Stored data
((

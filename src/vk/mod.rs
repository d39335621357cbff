//! VK community bot over the Bots Long Poll API.

mod api;
mod bot;
pub mod types;

use std::fmt;

pub use api::{Client, Outgoing};
pub use bot::VkBot;

#[derive(Debug)]
pub enum Error {
    Http(String),
    Api(String),
    Parse(String),
}

impl fmt::Display for Error {
    fn fmt(&self, f: &mut fmt::Formatter<'_>) -> fmt::Result {
        match self {
            Error::Http(e) => write!(f, "VK HTTP error: {e}"),
            Error::Api(e) => write!(f, "VK API error: {e}"),
            Error::Parse(e) => write!(f, "VK parse error: {e}"),
        }
    }
}

impl std::error::Error for Error {}

impl From<serde_json::Error> for Error {
    fn from(e: serde_json::Error) -> Self {
        Error::Parse(e.to_string())
    }
}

))

> [TASK INSTRUCTIONS]
Search the entries for the word "Http" and copy every line that has it.

> [RESPONSE AREA]
    Http(String),
            Error::Http(e) => write!(f, "VK HTTP error: {e}"),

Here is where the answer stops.